YOUR INSTRUCTIONS
Please output the section of the listing below that opens with the line containing "shape is selected." and closes with the line containing "pub fn single_selected_connection(&self)", exactly and with nothing else.
***** RECORDS SUPPLIED
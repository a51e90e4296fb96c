//! Editor configuration.

use crate::error::ConfigError;
use crate::shapes::SerializableColor;
use log::warn;
use serde::{Deserialize, Serialize};

/// Tunables for hit-testing, snapping and shape defaults.
///
/// Every field has a default, so partial JSON is accepted.
#[derive(Debug, Clone, PartialEq, Serialize, Deserialize)]
#[serde(default)]
pub struct EditorConfig {
    /// Spacing of the snap grid.
    pub grid_pitch: f64,
    /// Snap drag destinations to the grid.
    pub snap_drag: bool,
    /// Snap placed shapes to the grid.
    pub snap_placement: bool,
    /// Distance from an outline that still counts as an edge hit.
    pub edge_tolerance: f64,
    /// Distance from a connector that still counts as a hit.
    pub connection_tolerance: f64,
    /// Radius around connector endpoints where connector hits are ignored.
    pub endpoint_exclusion_radius: f64,
    /// Zone around a shape used to pick the second anchor of a connection.
    pub connection_padding: f64,
    /// Gap between a shape's bounds and its resize handles.
    pub handle_padding: f64,
    /// Pointer radius for grabbing a resize handle.
    pub handle_hit_radius: f64,
    /// Smallest width or height a resize can produce.
    pub min_shape_size: f64,
    /// Smallest font size a text resize can produce.
    pub min_font_size: f64,
    pub default_box_width: f64,
    pub default_box_height: f64,
    pub default_ellipse_radius: f64,
    pub default_font_size: f64,
    /// Color given to new shapes and connectors, as `#rrggbb`.
    pub ambient_color: String,
}

impl Default for EditorConfig {
    fn default() -> Self {
        Self {
            grid_pitch: 96.0,
            snap_drag: true,
            snap_placement: true,
            edge_tolerance: 10.0,
            connection_tolerance: 10.0,
            endpoint_exclusion_radius: 15.0,
            connection_padding: 20.0,
            handle_padding: 8.0,
            handle_hit_radius: 6.0,
            min_shape_size: 20.0,
            min_font_size: 10.0,
            default_box_width: 80.0,
            default_box_height: 80.0,
            default_ellipse_radius: 40.0,
            default_font_size: 20.0,
            ambient_color: "#667eea".to_string(),
        }
    }
}

impl EditorConfig {
    /// Parse and validate a JSON configuration.
    pub fn from_json(json: &str) -> Result<Self, ConfigError> {
        let config: Self = serde_json::from_str(json)?;
        config.validate().inspect_err(|e| warn!("Rejected editor config: {e}"))?;
        Ok(config)
    }

    pub fn to_json(&self) -> Result<String, ConfigError> {
        Ok(serde_json::to_string_pretty(self)?)
    }

    /// Check every numeric field is finite and in range, and that the
    /// ambient color parses.
    pub fn validate(&self) -> Result<(), ConfigError> {
        let positive = [
            ("grid_pitch", self.grid_pitch),
            ("min_shape_size", self.min_shape_size),
            ("min_font_size", self.min_font_size),
            ("default_box_width", self.default_box_width),
            ("default_box_height", self.default_box_height),
            ("default_ellipse_radius", self.default_ellipse_radius),
            ("default_font_size", self.default_font_size),
        ];
        let non_negative = [
            ("edge_tolerance", self.edge_tolerance),
            ("connection_tolerance", self.connection_tolerance),
            ("endpoint_exclusion_radius", self.endpoint_exclusion_radius),
            ("connection_padding", self.connection_padding),
            ("handle_padding", self.handle_padding),
            ("handle_hit_radius", self.handle_hit_radius),
        ];
        for (field, value) in positive {
            if !(value.is_finite() && value > 0.0) {
                return Err(ConfigError::InvalidValue { field, value });
            }
        }
        for (field, value) in non_negative {
            if !(value.is_finite() && value >= 0.0) {
                return Err(ConfigError::InvalidValue { field, value });
            }
        }
        if SerializableColor::from_hex(&self.ambient_color).is_none() {
            return Err(ConfigError::InvalidColor(self.ambient_color.clone()));
        }
        Ok(())
    }

    /// Parsed ambient color.
    pub fn ambient(&self) -> SerializableColor {
        SerializableColor::from_hex(&self.ambient_color).unwrap_or_default()
    }
}
//! Widget manager for tracking UI state of shapes and connections.

use super::state::WidgetState;
use crate::connection::ConnectionId;
use crate::shapes::ShapeId;
use serde::{Deserialize, Serialize};
use std::collections::HashSet;

/// Manages selection, hover and editing focus.
///
/// This separates UI concerns from the pure document data. Shapes and
/// connections are selected independently of each other.
#[derive(Debug, Clone, Default, Serialize, Deserialize)]
pub struct WidgetManager {
    /// Currently selected shapes.
    selected: HashSet<ShapeId>,
    /// Currently selected connections.
    selected_connections: HashSet<ConnectionId>,
    /// Shape whose label is being edited.
    editing: Option<ShapeId>,
    /// Shape currently under the pointer.
    hovered: Option<ShapeId>,
}

impl WidgetManager {
    /// Create a new widget manager.
    pub fn new() -> Self {
        Self::default()
    }

    /// Get the state of a shape.
    pub fn state(&self, id: ShapeId) -> WidgetState {
        if self.editing == Some(id) {
            WidgetState::Editing
        } else if self.selected.contains(&id) {
            WidgetState::Selected
        } else if self.hovered == Some(id) {
            WidgetState::Hovered
        } else {
            WidgetState::Normal
        }
    }

    /// Check if a shape is selected.
    pub fn is_selected(&self, id: ShapeId) -> bool {
        self.selected.contains(&id)
    }

    /// Get all selected shape IDs.
    pub fn selected(&self) -> &HashSet<ShapeId> {
        &self.selected
    }

    /// The selected shape when exactly one is selected.
    pub fn single_selected(&self) -> Option<ShapeId> {
        if self.selected.len() == 1 {
            self.selected.iter().next().copied()
        } else {
            None
        }
    }

    /// Select a single shape (clears other shape selections).
    pub fn select(&mut self, id: ShapeId) {
        self.selected.clear();
        self.selected.insert(id);
    }

    /// Add a shape to the selection.
    pub fn add_to_selection(&mut self, id: ShapeId) {
        self.selected.insert(id);
    }

    /// Flip a shape's membership. Returns whether it is now selected.
    pub fn toggle(&mut self, id: ShapeId) -> bool {
        if self.selected.remove(&id) {
            false
        } else {
            self.selected.insert(id);
            true
        }
    }

    /// Clear the shape selection.
    pub fn clear_selection(&mut self) {
        self.selected.clear();
    }

    pub fn is_connection_selected(&self, id: ConnectionId) -> bool {
        self.selected_connections.contains(&id)
    }

    /// Get all selected connection IDs.
    pub fn selected_connections(&self) -> &HashSet<ConnectionId> {
        &self.selected_connections
    }

    /// The selected connection when exactly one is selected.
    pub fn single_selected_connection(&self) -> Option<ConnectionId> {
        if self.selected_connections.len() == 1 {
            self.selected_connections.iter().next().copied()
        } else {
            None
        }
    }

    /// Select a single connection (clears other connection selections).
    pub fn select_connection(&mut self, id: ConnectionId) {
        self.selected_connections.clear();
        self.selected_connections.insert(id);
    }

    pub fn add_connection_to_selection(&mut self, id: ConnectionId) {
        self.selected_connections.insert(id);
    }

    /// Flip a connection's membership. Returns whether it is now selected.
    pub fn toggle_connection(&mut self, id: ConnectionId) -> bool {
        if self.selected_connections.remove(&id) {
            false
        } else {
            self.selected_connections.insert(id);
            true
        }
    }

    pub fn clear_connection_selection(&mut self) {
        self.selected_connections.clear();
    }

    /// Clear both selection sets.
    pub fn clear_all(&mut self) {
        self.selected.clear();
        self.selected_connections.clear();
    }

    /// Whether anything at all is selected.
    pub fn has_selection(&self) -> bool {
        !self.selected.is_empty() || !self.selected_connections.is_empty()
    }

    /// Enter label editing for a shape. The shape joins the selection.
    pub fn enter_editing(&mut self, id: ShapeId) {
        self.selected.insert(id);
        self.editing = Some(id);
    }

    /// Leave editing mode, returning the shape that was being edited.
    pub fn exit_editing(&mut self) -> Option<ShapeId> {
        self.editing.take()
    }

    /// Get the shape being edited (if any).
    pub fn editing(&self) -> Option<ShapeId> {
        self.editing
    }

    /// Check if currently in editing mode.
    pub fn is_editing(&self) -> bool {
        self.editing.is_some()
    }

    /// Check if a specific shape is being edited.
    pub fn is_editing_shape(&self, id: ShapeId) -> bool {
        self.editing == Some(id)
    }

    /// Get the hovered shape ID (if any).
    pub fn hovered(&self) -> Option<ShapeId> {
        self.hovered
    }

    /// Set the hovered shape.
    pub fn set_hovered(&mut self, id: Option<ShapeId>) {
        self.hovered = id;
    }

    /// Remove state for a deleted shape.
    pub fn remove(&mut self, id: ShapeId) {
        self.selected.remove(&id);
        if self.editing == Some(id) {
            self.editing = None;
        }
        if self.hovered == Some(id) {
            self.hovered = None;
        }
    }

    /// Remove state for a deleted connection.
    pub fn remove_connection(&mut self, id: ConnectionId) {
        self.selected_connections.remove(&id);
    }

    /// Drop everything.
    pub fn reset(&mut self) {
        *self = Self::default();
    }
}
**********
TASK ANSWER
    /// Check if a shape is selected.
    pub fn is_selected(&self, id: ShapeId) -> bool {
        self.selected.contains(&id)
    }

    /// Get all selected shape IDs.
    pub fn selected(&self) -> &HashSet<ShapeId> {
        &self.selected
    }

    /// The selected shape when exactly one is selected.
    pub fn single_selected(&self) -> Option<ShapeId> {
        if self.selected.len() == 1 {
            self.selected.iter().next().copied()
        } else {
            None
        }
    }

    /// Select a single shape (clears other shape selections).
    pub fn select(&mut self, id: ShapeId) {
        self.selected.clear();
        self.selected.insert(id);
    }

    /// Add a shape to the selection.
    pub fn add_to_selection(&mut self, id: ShapeId) {
        self.selected.insert(id);
    }

    /// Flip a shape's membership. Returns whether it is now selected.
    pub fn toggle(&mut self, id: ShapeId) -> bool {
        if self.selected.remove(&id) {
            false
        } else {
            self.selected.insert(id);
            true
        }
    }

    /// Clear the shape selection.
    pub fn clear_selection(&mut self) {
        self.selected.clear();
    }

    pub fn is_connection_selected(&self, id: ConnectionId) -> bool {
        self.selected_connections.contains(&id)
    }

    /// Get all selected connection IDs.
    pub fn selected_connections(&self) -> &HashSet<ConnectionId> {
        &self.selected_connections
    }

    /// The selected connection when exactly one is selected.
    pub fn single_selected_connection(&self) -> Option<ConnectionId> {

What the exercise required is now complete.